§ **WHAT THE TASK ASKS**
Your answer should be a single number, the count of lines in the material with the string "before".
▬▬▬
//! Client Cache: resolved translation sets keyed by `(team, locale)`.
//!
//! The cache is owned by a single client and mutated through `&mut self`;
//! there is no cross-client coherency. A slot is populated on first read and
//! served from memory afterwards until it is invalidated. After a local write
//! the affected slot is reloaded immediately rather than marked stale.

use crate::error::Result;
use crate::i18n::metrics::TranslationMetrics;
use crate::i18n::registry::LocaleRegistry;
use crate::i18n::resolver::ResolvedTranslation;
use async_trait::async_trait;
use std::collections::HashMap;
use tracing::debug;

/// Cache slot identity. `team_id = None` caches the system-only view.
#[derive(Debug, Clone, PartialEq, Eq, Hash)]
pub struct CacheKey {
    pub team_id: Option<String>,
    pub locale: String,
}

impl CacheKey {
    /// A slot key; `None` is the system-only view.
    pub fn new(team_id: Option<&str>, locale: &str) -> Self {
        Self {
            team_id: team_id.map(str::to_string),
            locale: locale.to_string(),
        }
    }

    /// A slot key for one team.
    pub fn team(team_id: &str, locale: &str) -> Self {
        Self::new(Some(team_id), locale)
    }
}

/// Where cache slots are loaded from: the "team + system with overrides" query.
#[async_trait]
pub trait TranslationSource: Send + Sync {
    async fn load(&self, key: &CacheKey) -> Result<Vec<ResolvedTranslation>>;
}

pub struct TranslationCache<S> {
    source: S,
    registry: LocaleRegistry,
    slots: HashMap<CacheKey, Vec<ResolvedTranslation>>,
}

impl<S: TranslationSource> TranslationCache<S> {
    /// An empty cache over `source`.
    pub fn new(source: S, registry: LocaleRegistry) -> Self {
        Self {
            source,
            registry,
            slots: HashMap::new(),
        }
    }

    /// The underlying source.
    pub fn source(&self) -> &S {
        &self.source
    }

    /// Whether the slot is loaded.
    pub fn is_cached(&self, key: &CacheKey) -> bool {
        self.slots.contains_key(key)
    }

    /// The cached slot, if populated. Never loads.
    pub fn peek(&self, key: &CacheKey) -> Option<&[ResolvedTranslation]> {
        self.slots.get(key).map(Vec::as_slice)
    }

    /// The slot for `key`, loading it on first access.
    pub async fn get(&mut self, key: &CacheKey) -> Result<&[ResolvedTranslation]> {
        if self.slots.contains_key(key) {
            TranslationMetrics::global().record_cache_hit();
        } else {
            TranslationMetrics::global().record_cache_miss();
            self.populate(key).await?;
        }
        Ok(self.peek(key).unwrap_or_default())
    }

    /// Reload the slot for `key` regardless of its state.
    pub async fn refresh(&mut self, key: &CacheKey) -> Result<&[ResolvedTranslation]> {
        TranslationMetrics::global().record_cache_refresh();
        self.populate(key).await?;
        Ok(self.peek(key).unwrap_or_default())
    }

    /// Call after creating, updating or deleting a translation visible to `key`.
    pub async fn after_write(&mut self, key: &CacheKey) -> Result<()> {
        self.refresh(key).await.map(|_| ())
    }

    /// Drop the previous context's slot and load the next one.
    ///
    /// Used when the client switches team or locale.
    pub async fn switch_context(
        &mut self,
        previous: &CacheKey,
        next: &CacheKey,
    ) -> Result<&[ResolvedTranslation]> {
        if previous != next {
            self.invalidate(previous);
        }
        self.refresh(next).await
    }

    /// Drop one slot. Returns whether it was populated.
    pub fn invalidate(&mut self, key: &CacheKey) -> bool {
        self.slots.remove(key).is_some()
    }

    /// Drop every locale slot for a team. Returns the number removed.
    pub fn invalidate_team(&mut self, team_id: Option<&str>) -> usize {
        let before = self.slots.len();
        self.slots.retain(|key, _| key.team_id.as_deref() != team_id);
        before - self.slots.len()
    }

    /// Drop every slot.
    pub fn clear(&mut self) {
        self.slots.clear();
    }

    /// Display string for one key.
    ///
    /// Uses the resolved value for the slot's locale; otherwise walks the
    /// locale fallback chain over the winning entry's values; otherwise the
    /// key path itself.
    pub async fn translate(
        &mut self,
        key: &CacheKey,
        namespace: &str,
        key_path: &str,
    ) -> Result<String> {
        let locale = key.locale.clone();
        let registry = self.registry.clone();
        let rows = self.get(key).await?;

        let found = rows
            .iter()
            .find(|row| row.namespace == namespace && row.key_path == key_path);
        let text = match found {
            Some(row) => row
                .value
                .clone()
                .or_else(|| registry.localize(&row.entry.values, &locale).map(str::to_string)),
            None => None,
        };
        Ok(text.unwrap_or_else(|| key_path.to_string()))
    }

    async fn populate(&mut self, key: &CacheKey) -> Result<()> {
        let rows = self.source.load(key).await?;
        debug!(
            "Cached {} translations for {:?}/{}",
            rows.len(),
            key.team_id,
            key.locale
        );
        self.slots.insert(key.clone(), rows);
        Ok(())
    }
}

#[cfg(test)]
mod tests {
    use super::*;
    use crate::error::TranslationError;
    use crate::i18n::entry::{values, EntryFilter, NewEntry};
    use crate::i18n::resolver::resolve_listing;
    use crate::i18n::store::{EntryStore, MemoryStore};
    use serial_test::serial;
    use std::sync::atomic::{AtomicUsize, Ordering};
    use std::sync::Arc;

    /// Loads straight from a store and counts loads.
    struct CountingSource {
        store: Arc<MemoryStore>,
        loads: AtomicUsize,
        fail: bool,
    }

    impl CountingSource {
        fn new(store: Arc<MemoryStore>) -> Self {
            Self {
                store,
                loads: AtomicUsize::new(0),
                fail: false,
            }
        }

        fn loads(&self) -> usize {
            self.loads.load(Ordering::SeqCst)
        }
    }

    #[async_trait]
    impl TranslationSource for CountingSource {
        async fn load(&self, key: &CacheKey) -> Result<Vec<ResolvedTranslation>> {
            self.loads.fetch_add(1, Ordering::SeqCst);
            if self.fail {
                return Err(TranslationError::Store("offline".to_string()));
            }
            let system = self.store.find(&EntryFilter::system()).await?;
            let team = match &key.team_id {
                Some(team) => self.store.find(&EntryFilter::team(team)).await?,
                None => Vec::new(),
            };
            Ok(resolve_listing(system, team, Some(&key.locale)))
        }
    }

    async fn seeded() -> Arc<MemoryStore> {
        let store = Arc::new(MemoryStore::new());
        store
            .insert(NewEntry::system(
                "buttons.save",
                values([("en", "Save"), ("nl", "Opslaan")]),
            ))
            .await
            .expect("seed");
        store
            .insert(NewEntry::system("buttons.close", values([("en", "Close")])))
            .await
            .expect("seed");
        store
            .insert(NewEntry::team("T1", "buttons.save", values([("en", "Store")])))
            .await
            .expect("seed");
        store
    }

    #[tokio::test]
    #[serial]
    async fn test_first_read_populates_then_serves_from_memory() {
        let store = seeded().await;
        let mut cache =
            TranslationCache::new(CountingSource::new(store), LocaleRegistry::default());
        let key = CacheKey::team("T1", "en");

        assert!(!cache.is_cached(&key));
        assert_eq!(cache.get(&key).await.expect("get").len(), 2);
        assert_eq!(cache.get(&key).await.expect("get").len(), 2);

        assert!(cache.is_cached(&key));
        assert_eq!(cache.source().loads(), 1);
    }

    #[tokio::test]
    #[serial]
    async fn test_slots_are_per_team_and_locale() {
        let store = seeded().await;
        let mut cache =
            TranslationCache::new(CountingSource::new(store), LocaleRegistry::default());

        cache.get(&CacheKey::team("T1", "en")).await.expect("get");
        cache.get(&CacheKey::team("T1", "nl")).await.expect("get");
        cache.get(&CacheKey::team("T2", "en")).await.expect("get");

        assert_eq!(cache.source().loads(), 3);
    }

    #[tokio::test]
    #[serial]
    async fn test_translate_uses_team_override_and_fallbacks() {
        let store = seeded().await;
        let mut cache =
            TranslationCache::new(CountingSource::new(store), LocaleRegistry::default());

        let en = CacheKey::team("T1", "en");
        assert_eq!(cache.translate(&en, "ui", "buttons.save").await.expect("t"), "Store");

        let nl = CacheKey::team("T1", "nl");
        assert_eq!(cache.translate(&nl, "ui", "buttons.save").await.expect("t"), "Opslaan");
        // No nl anywhere: locale fallback over the system entry's values.
        assert_eq!(cache.translate(&nl, "ui", "buttons.close").await.expect("t"), "Close");
        // Unknown key: the key path itself.
        assert_eq!(cache.translate(&nl, "ui", "buttons.nope").await.expect("t"), "buttons.nope");
    }

    #[tokio::test]
    #[serial]
    async fn test_after_write_reloads_eagerly() {
        let store = seeded().await;
        let mut cache =
            TranslationCache::new(CountingSource::new(store.clone()), LocaleRegistry::default());
        let key = CacheKey::team("T1", "en");

        assert_eq!(cache.translate(&key, "ui", "buttons.close").await.expect("t"), "Close");

        store
            .insert(NewEntry::team("T1", "buttons.close", values([("en", "Shut")])))
            .await
            .expect("write");
        // Still the cached view until the write is reported.
        assert_eq!(cache.translate(&key, "ui", "buttons.close").await.expect("t"), "Close");

        cache.after_write(&key).await.expect("refresh");
        assert_eq!(cache.source().loads(), 2);
        assert!(cache.peek(&key).is_some());
        assert_eq!(cache.translate(&key, "ui", "buttons.close").await.expect("t"), "Shut");
        assert_eq!(cache.source().loads(), 2);
    }

    #[tokio::test]
    #[serial]
    async fn test_invalidation() {
        let store = seeded().await;
        let mut cache =
            TranslationCache::new(CountingSource::new(store), LocaleRegistry::default());

        cache.get(&CacheKey::team("T1", "en")).await.expect("get");
        cache.get(&CacheKey::team("T1", "nl")).await.expect("get");
        cache.get(&CacheKey::team("T2", "en")).await.expect("get");

        assert!(cache.invalidate(&CacheKey::team("T2", "en")));
        assert!(!cache.invalidate(&CacheKey::team("T2", "en")));
        assert_eq!(cache.invalidate_team(Some("T1")), 2);
        assert!(cache.peek(&CacheKey::team("T1", "en")).is_none());

        cache.get(&CacheKey::team("T1", "en")).await.expect("reload");
        assert_eq!(cache.source().loads(), 4);

        cache.clear();
        assert!(!cache.is_cached(&CacheKey::team("T1", "en")));
    }

    #[tokio::test]
    #[serial]
    async fn test_switch_context_drops_previous_slot() {
        let store = seeded().await;
        let mut cache =
            TranslationCache::new(CountingSource::new(store), LocaleRegistry::default());
        let en = CacheKey::team("T1", "en");
        let nl = CacheKey::team("T1", "nl");

        cache.get(&en).await.expect("get");
        let rows = cache.switch_context(&en, &nl).await.expect("switch");
        assert_eq!(rows.len(), 2);

        assert!(!cache.is_cached(&en));
        assert!(cache.is_cached(&nl));
    }

    #[tokio::test]
    #[serial]
    async fn test_failed_load_leaves_slot_empty() {
        let store = seeded().await;
        let mut source = CountingSource::new(store);
        source.fail = true;
        let mut cache = TranslationCache::new(source, LocaleRegistry::default());
        let key = CacheKey::team("T1", "en");

        assert!(cache.get(&key).await.is_err());
        assert!(!cache.is_cached(&key));
    }

    #[tokio::test]
    #[serial]
    async fn test_hits_and_misses_are_counted() {
        let metrics = TranslationMetrics::global();
        metrics.reset();
        let store = seeded().await;
        let mut cache =
            TranslationCache::new(CountingSource::new(store), LocaleRegistry::default());
        let key = CacheKey::team("T1", "en");

        cache.get(&key).await.expect("miss");
        cache.get(&key).await.expect("hit");
        cache.refresh(&key).await.expect("refresh");

        assert_eq!(metrics.cache_misses(), 1);
        assert_eq!(metrics.cache_hits(), 1);
        assert_eq!(metrics.cache_refreshes(), 1);
    }
}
▬▬▬
§ **TASK RESULT**
2